-- PROVIDED DATA follows --

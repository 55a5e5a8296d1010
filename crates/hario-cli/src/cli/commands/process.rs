//! `hario process <path>`: print transformed entries as NDJSON.

use anyhow::{Context, Result};
use hario_core::transform::{domain, flatten, normalize_sizes, normalize_timings};
use hario_core::{HarioConfig, IdFn, Pipeline, Strategy};
use std::io::{self, BufWriter, Write};
use std::path::Path;

use super::{load_har, pipeline_config, pipeline_settings};
use crate::cli::PipelineArgs;

#[derive(Debug, Default)]
pub struct ProcessOptions {
    pub strategy: Option<Strategy>,
    pub sizing: PipelineArgs,
    pub id_field: Option<String>,
    pub id_by: Vec<String>,
    pub normalize: bool,
    pub flatten: bool,
    pub domain: bool,
}

fn build_pipeline(cfg: &HarioConfig, opts: &ProcessOptions) -> Result<Pipeline> {
    let mut settings = pipeline_settings(cfg, &opts.sizing);
    if let Some(strategy) = opts.strategy {
        settings.strategy = strategy;
    }
    let id = if opts.id_by.is_empty() {
        IdFn::uuid()
    } else {
        IdFn::by_field(opts.id_by.iter().cloned())
    };
    let id_field = opts.id_field.clone().unwrap_or_else(|| cfg.id_field.clone());

    let mut builder = Pipeline::builder()
        .id(id, id_field)
        .config(pipeline_config(settings)?);
    if opts.normalize {
        builder = builder
            .transformer(normalize_sizes())
            .transformer(normalize_timings());
    }
    if opts.domain {
        builder = builder.transformer(domain("domain"));
    }
    // Flatten last so earlier steps still see nested paths.
    if opts.flatten {
        builder = builder.transformer(flatten());
    }
    Ok(builder.build())
}

pub async fn run_process(cfg: &HarioConfig, path: &Path, opts: ProcessOptions) -> Result<()> {
    let log = load_har(cfg, path)?;
    let pipeline = build_pipeline(cfg, &opts)?;
    tracing::debug!(chain = ?pipeline.chain(), strategy = %pipeline.config().strategy(), "processing");

    let records = log.entry_records().context("dump validated entries")?;
    let results = pipeline.process_async(records).await?;

    let stdout = io::stdout();
    let mut out = BufWriter::new(stdout.lock());
    for record in &results {
        serde_json::to_writer(&mut out, record)?;
        out.write_all(b"\n")?;
    }
    out.flush()?;
    Ok(())
}

#[cfg(test)]
mod tests {
    use super::*;

    #[test]
    fn flags_shape_the_chain() {
        let cfg = HarioConfig::default();
        let opts = ProcessOptions {
            id_by: vec!["request.url".into()],
            normalize: true,
            flatten: true,
            domain: true,
            ..Default::default()
        };
        let pipeline = build_pipeline(&cfg, &opts).unwrap();
        let names: Vec<_> = pipeline.chain().names().collect();
        assert_eq!(
            names,
            [
                "set_id[by_field(request.url)]",
                "normalize_sizes",
                "normalize_timings",
                "domain",
                "flatten"
            ]
        );
    }

    #[test]
    fn overrides_beat_config() {
        let cfg = HarioConfig::default();
        let opts = ProcessOptions {
            strategy: Some(Strategy::Thread),
            sizing: PipelineArgs {
                batch_size: Some(5),
                workers: Some(2),
            },
            ..Default::default()
        };
        let pipeline = build_pipeline(&cfg, &opts).unwrap();
        assert_eq!(pipeline.config().strategy(), Strategy::Thread);
        assert_eq!(pipeline.config().batch_size(), 5);
        assert_eq!(pipeline.config().max_workers(), Some(2));
        assert_eq!(pipeline.chain().names().next(), Some("set_id[uuid]"));
    }

    #[test]
    fn zero_batch_size_is_rejected() {
        let opts = ProcessOptions {
            sizing: PipelineArgs {
                batch_size: Some(0),
                workers: None,
            },
            ..Default::default()
        };
        assert!(build_pipeline(&HarioConfig::default(), &opts).is_err());
    }
}
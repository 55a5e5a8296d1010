use super::Executor;
use crate::config::Strategy;
use crate::pipeline::batch::{run_batch, Batch};
use crate::pipeline::cancel::CancelToken;
use crate::pipeline::error::PipelineError;
use crate::transform::Chain;
use crate::Record;

/// Runs batches one after another on the calling thread.
#[derive(Debug, Clone, Copy, Default)]
pub struct Sequential;

impl Executor for Sequential {
    fn strategy(&self) -> Strategy {
        Strategy::Sequential
    }

    fn run(&self, batches: Vec<Batch>, chain: &Chain, cancel: &CancelToken) -> Result<Vec<Vec<Record>>, PipelineError> {
        let mut out = Vec::with_capacity(batches.len());
        for batch in batches {
            if cancel.is_cancelled() {
                return Err(PipelineError::Cancelled);
            }
            tracing::trace!(batch = batch.index, records = batch.records.len(), "running batch");
            out.push(run_batch(chain, batch)?);
        }
        Ok(out)
    }
}
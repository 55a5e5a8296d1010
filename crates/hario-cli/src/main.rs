use hario_core::logging;

mod cli;

use crate::cli::{Cli, CliCommand};
use clap::Parser;

#[tokio::main(flavor = "current_thread")]
async fn main() {
    let cli = Cli::parse();

    // Workers keep stdout for the protocol and log to stderr only.
    if matches!(cli.command, CliCommand::Worker) {
        logging::init_logging_stderr();
    } else if let Err(err) = logging::init_logging() {
        logging::init_logging_stderr();
        tracing::warn!("file logging unavailable, using stderr: {err:#}");
    }

    if let Err(err) = cli.run().await {
        eprintln!("hario error: {:#}", err);
        std::process::exit(1);
    }
}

-- PROVIDED DATA concluded --

**WORK INSTRUCTIONS:**
Check each line of the material for the word "records". Copy the ones that have it.

**ANSWER BELOW:**
    let records = log.entry_records().context("dump validated entries")?;
    let results = pipeline.process_async(records).await?;
            tracing::trace!(batch = batch.index, records = batch.records.len(), "running batch");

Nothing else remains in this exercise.